(Collected data entries)
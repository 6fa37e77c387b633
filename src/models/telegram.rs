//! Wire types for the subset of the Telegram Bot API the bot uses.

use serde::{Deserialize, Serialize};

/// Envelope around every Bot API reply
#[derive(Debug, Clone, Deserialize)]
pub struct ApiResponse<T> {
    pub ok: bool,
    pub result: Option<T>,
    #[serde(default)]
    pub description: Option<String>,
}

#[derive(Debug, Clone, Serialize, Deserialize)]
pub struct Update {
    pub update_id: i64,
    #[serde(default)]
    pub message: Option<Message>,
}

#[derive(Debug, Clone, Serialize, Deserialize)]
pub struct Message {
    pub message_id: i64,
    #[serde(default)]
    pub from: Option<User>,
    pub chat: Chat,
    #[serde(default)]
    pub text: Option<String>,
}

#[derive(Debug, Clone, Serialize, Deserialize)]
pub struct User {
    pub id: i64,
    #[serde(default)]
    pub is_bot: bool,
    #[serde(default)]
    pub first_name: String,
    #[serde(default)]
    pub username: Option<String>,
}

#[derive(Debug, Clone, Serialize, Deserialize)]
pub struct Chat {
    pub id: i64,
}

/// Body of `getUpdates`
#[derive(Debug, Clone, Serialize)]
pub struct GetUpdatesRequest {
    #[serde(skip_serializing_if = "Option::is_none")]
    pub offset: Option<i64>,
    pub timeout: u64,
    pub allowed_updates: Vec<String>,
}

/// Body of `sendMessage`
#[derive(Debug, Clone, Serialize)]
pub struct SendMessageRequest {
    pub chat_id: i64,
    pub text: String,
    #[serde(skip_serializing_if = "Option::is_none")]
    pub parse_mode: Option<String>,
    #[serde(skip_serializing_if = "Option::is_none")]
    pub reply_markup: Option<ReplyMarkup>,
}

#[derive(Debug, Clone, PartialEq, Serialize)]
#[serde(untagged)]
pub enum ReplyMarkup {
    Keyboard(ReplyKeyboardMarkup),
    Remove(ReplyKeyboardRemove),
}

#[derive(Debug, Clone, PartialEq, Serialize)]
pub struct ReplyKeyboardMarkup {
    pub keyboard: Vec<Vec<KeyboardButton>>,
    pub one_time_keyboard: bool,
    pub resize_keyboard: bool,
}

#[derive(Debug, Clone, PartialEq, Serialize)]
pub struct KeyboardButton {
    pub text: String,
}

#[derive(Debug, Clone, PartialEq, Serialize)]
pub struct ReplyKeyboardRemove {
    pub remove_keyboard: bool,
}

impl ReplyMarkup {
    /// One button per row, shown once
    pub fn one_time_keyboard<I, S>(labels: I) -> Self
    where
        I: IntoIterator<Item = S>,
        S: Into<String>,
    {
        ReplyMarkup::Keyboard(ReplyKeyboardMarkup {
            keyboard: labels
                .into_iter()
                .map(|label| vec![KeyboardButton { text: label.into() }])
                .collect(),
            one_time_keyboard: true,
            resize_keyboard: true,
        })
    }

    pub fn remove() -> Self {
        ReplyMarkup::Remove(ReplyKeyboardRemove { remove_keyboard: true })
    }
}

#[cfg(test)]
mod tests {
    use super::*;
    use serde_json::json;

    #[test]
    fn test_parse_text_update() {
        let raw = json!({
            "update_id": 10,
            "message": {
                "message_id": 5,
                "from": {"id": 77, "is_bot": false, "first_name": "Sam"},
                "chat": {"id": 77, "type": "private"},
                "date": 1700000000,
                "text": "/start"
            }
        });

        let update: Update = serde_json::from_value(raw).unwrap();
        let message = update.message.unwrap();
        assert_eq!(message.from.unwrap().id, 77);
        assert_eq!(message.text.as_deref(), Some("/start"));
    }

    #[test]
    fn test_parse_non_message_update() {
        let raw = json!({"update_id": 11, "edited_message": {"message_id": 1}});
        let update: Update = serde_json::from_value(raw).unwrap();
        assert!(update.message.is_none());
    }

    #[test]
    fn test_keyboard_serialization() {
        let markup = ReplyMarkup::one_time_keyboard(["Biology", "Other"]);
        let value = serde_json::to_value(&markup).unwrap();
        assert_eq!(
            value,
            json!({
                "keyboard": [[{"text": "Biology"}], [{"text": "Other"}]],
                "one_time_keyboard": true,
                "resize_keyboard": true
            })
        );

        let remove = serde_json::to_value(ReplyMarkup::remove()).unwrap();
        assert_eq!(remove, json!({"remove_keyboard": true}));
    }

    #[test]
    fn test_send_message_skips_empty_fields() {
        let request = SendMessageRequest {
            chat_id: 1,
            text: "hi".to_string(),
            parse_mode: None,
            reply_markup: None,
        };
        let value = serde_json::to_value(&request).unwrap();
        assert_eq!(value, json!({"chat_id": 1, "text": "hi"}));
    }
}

Required action: The answer should be an exact reproduction of all the entries.

Reply:
repository 6fa37e77c387b633
filename src/models/telegram.rs
//! Wire types for the subset of the Telegram Bot API the bot uses.

use serde::{Deserialize, Serialize};

/// Envelope around every Bot API reply
#[derive(Debug, Clone, Deserialize)]
pub struct ApiResponse<T> {
    pub ok: bool,
    pub result: Option<T>,
    #[serde(default)]
    pub description: Option<String>,
}

#[derive(Debug, Clone, Serialize, Deserialize)]
pub struct Update {
    pub update_id: i64,
    #[serde(default)]
    pub message: Option<Message>,
}

#[derive(Debug, Clone, Serialize, Deserialize)]
pub struct Message {
    pub message_id: i64,
    #[serde(default)]
    pub from: Option<User>,
    pub chat: Chat,
    #[serde(default)]
    pub text: Option<String>,
}

#[derive(Debug, Clone, Serialize, Deserialize)]
pub struct User {
    pub id: i64,
    #[serde(default)]
    pub is_bot: bool,
    #[serde(default)]
    pub first_name: String,
    #[serde(default)]
    pub username: Option<String>,
}

#[derive(Debug, Clone, Serialize, Deserialize)]
pub struct Chat {
    pub id: i64,
}

/// Body of `getUpdates`
#[derive(Debug, Clone, Serialize)]
pub struct GetUpdatesRequest {
    #[serde(skip_serializing_if = "Option::is_none")]
    pub offset: Option<i64>,
    pub timeout: u64,
    pub allowed_updates: Vec<String>,
}

/// Body of `sendMessage`
#[derive(Debug, Clone, Serialize)]
pub struct SendMessageRequest {
    pub chat_id: i64,
    pub text: String,
    #[serde(skip_serializing_if = "Option::is_none")]
    pub parse_mode: Option<String>,
    #[serde(skip_serializing_if = "Option::is_none")]
    pub reply_markup: Option<ReplyMarkup>,
}

#[derive(Debug, Clone, PartialEq, Serialize)]
#[serde(untagged)]
pub enum ReplyMarkup {
    Keyboard(ReplyKeyboardMarkup),
    Remove(ReplyKeyboardRemove),
}

#[derive(Debug, Clone, PartialEq, Serialize)]
pub struct ReplyKeyboardMarkup {
    pub keyboard: Vec<Vec<KeyboardButton>>,
    pub one_time_keyboard: bool,
    pub resize_keyboard: bool,
}

#[derive(Debug, Clone, PartialEq, Serialize)]
pub struct KeyboardButton {
    pub text: String,
}

#[derive(Debug, Clone, PartialEq, Serialize)]
pub struct ReplyKeyboardRemove {
    pub remove_keyboard: bool,
}

impl ReplyMarkup {
    /// One button per row, shown once
    pub fn one_time_keyboard<I, S>(labels: I) -> Self
    where
        I: IntoIterator<Item = S>,
        S: Into<String>,
    {
        ReplyMarkup::Keyboard(ReplyKeyboardMarkup {
            keyboard: labels
                .into_iter()
                .map(|label| vec![KeyboardButton { text: label.into() }])
                .collect(),
            one_time_keyboard: true,
            resize_keyboard: true,
        })
    }

    pub fn remove() -> Self {
        ReplyMarkup::Remove(ReplyKeyboardRemove { remove_keyboard: true })
    }
}

#[cfg(test)]
mod tests {
    use super::*;
    use serde_json::json;

    #[test]
    fn test_parse_text_update() {
        let raw = json!({
            "update_id": 10,
            "message": {
                "message_id": 5,
                "from": {"id": 77, "is_bot": false, "first_name": "Sam"},
                "chat": {"id": 77, "type": "private"},
                "date": 1700000000,
                "text": "/start"
            }
        });

        let update: Update = serde_json::from_value(raw).unwrap();
        let message = update.message.unwrap();
        assert_eq!(message.from.unwrap().id, 77);
        assert_eq!(message.text.as_deref(), Some("/start"));
    }

    #[test]
    fn test_parse_non_message_update() {
        let raw = json!({"update_id": 11, "edited_message": {"message_id": 1}});
        let update: Update = serde_json::from_value(raw).unwrap();
        assert!(update.message.is_none());
    }

    #[test]
    fn test_keyboard_serialization() {
        let markup = ReplyMarkup::one_time_keyboard(["Biology", "Other"]);
        let value = serde_json::to_value(&markup).unwrap();
        assert_eq!(
            value,
            json!({
                "keyboard": [[{"text": "Biology"}], [{"text": "Other"}]],
                "one_time_keyboard": true,
                "resize_keyboard": true
            })
        );

        let remove = serde_json::to_value(ReplyMarkup::remove()).unwrap();
        assert_eq!(remove, json!({"remove_keyboard": true}));
    }

    #[test]
    fn test_send_message_skips_empty_fields() {
        let request = SendMessageRequest {
            chat_id: 1,
            text: "hi".to_string(),
            parse_mode: None,
            reply_markup: None,
        };
        let value = serde_json::to_value(&request).unwrap();
        assert_eq!(value, json!({"chat_id": 1, "text": "hi"}));
    }
}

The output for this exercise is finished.